== Segment start ==

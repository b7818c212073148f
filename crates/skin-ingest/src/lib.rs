//! Ontology and record ingestion for skin label standardization.
//!
//! # Features
//!
//! - **Ontology Discovery**: Find JSON ontology documents in a data folder
//! - **Ontology Loading**: Parse and flatten documents into one lookup table
//! - **CSV Records**: Read and write record tables without altering untouched cells
//! - **Unmatched Labels**: Write the list of labels that found no code
//!
//! # Example
//!
//! ```ignore
//! use std::path::Path;
//! use skin_ingest::{load_ontology_mapping, read_record_table};
//!
//! let mapping = load_ontology_mapping(Path::new("data/icd10"))?;
//! let table = read_record_table(Path::new("labels.csv"))?;
//! ```

mod csv_table;
mod discovery;
mod error;
mod ontology;
mod unmatched;

// === Error Types ===
pub use error::{IngestError, Result};

// === Ontology ===
pub use discovery::{ONTOLOGY_EXTENSION, list_ontology_files};
pub use ontology::{load_ontology_mapping, read_ontology_document};

// === CSV Records ===
pub use csv_table::{read_record_table, write_record_table};

// === Unmatched Labels ===
pub use unmatched::{UNMATCHED_LABELS_FILE, write_unmatched_labels};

== Segment end ==

WHAT NEEDS TO BE DONE —
Retype each entry exactly, leaving none of them out.

SOLUTION BELOW —
repository b7818c212073148f
filename crates/skin-ingest/src/lib.rs
//! Ontology and record ingestion for skin label standardization.
//!
//! # Features
//!
//! - **Ontology Discovery**: Find JSON ontology documents in a data folder
//! - **Ontology Loading**: Parse and flatten documents into one lookup table
//! - **CSV Records**: Read and write record tables without altering untouched cells
//! - **Unmatched Labels**: Write the list of labels that found no code
//!
//! # Example
//!
//! ```ignore
//! use std::path::Path;
//! use skin_ingest::{load_ontology_mapping, read_record_table};
//!
//! let mapping = load_ontology_mapping(Path::new("data/icd10"))?;
//! let table = read_record_table(Path::new("labels.csv"))?;
//! ```

mod csv_table;
mod discovery;
mod error;
mod ontology;
mod unmatched;

// === Error Types ===
pub use error::{IngestError, Result};

// === Ontology ===
pub use discovery::{ONTOLOGY_EXTENSION, list_ontology_files};
pub use ontology::{load_ontology_mapping, read_ontology_document};

// === CSV Records ===
pub use csv_table::{read_record_table, write_record_table};

// === Unmatched Labels ===
pub use unmatched::{UNMATCHED_LABELS_FILE, write_unmatched_labels};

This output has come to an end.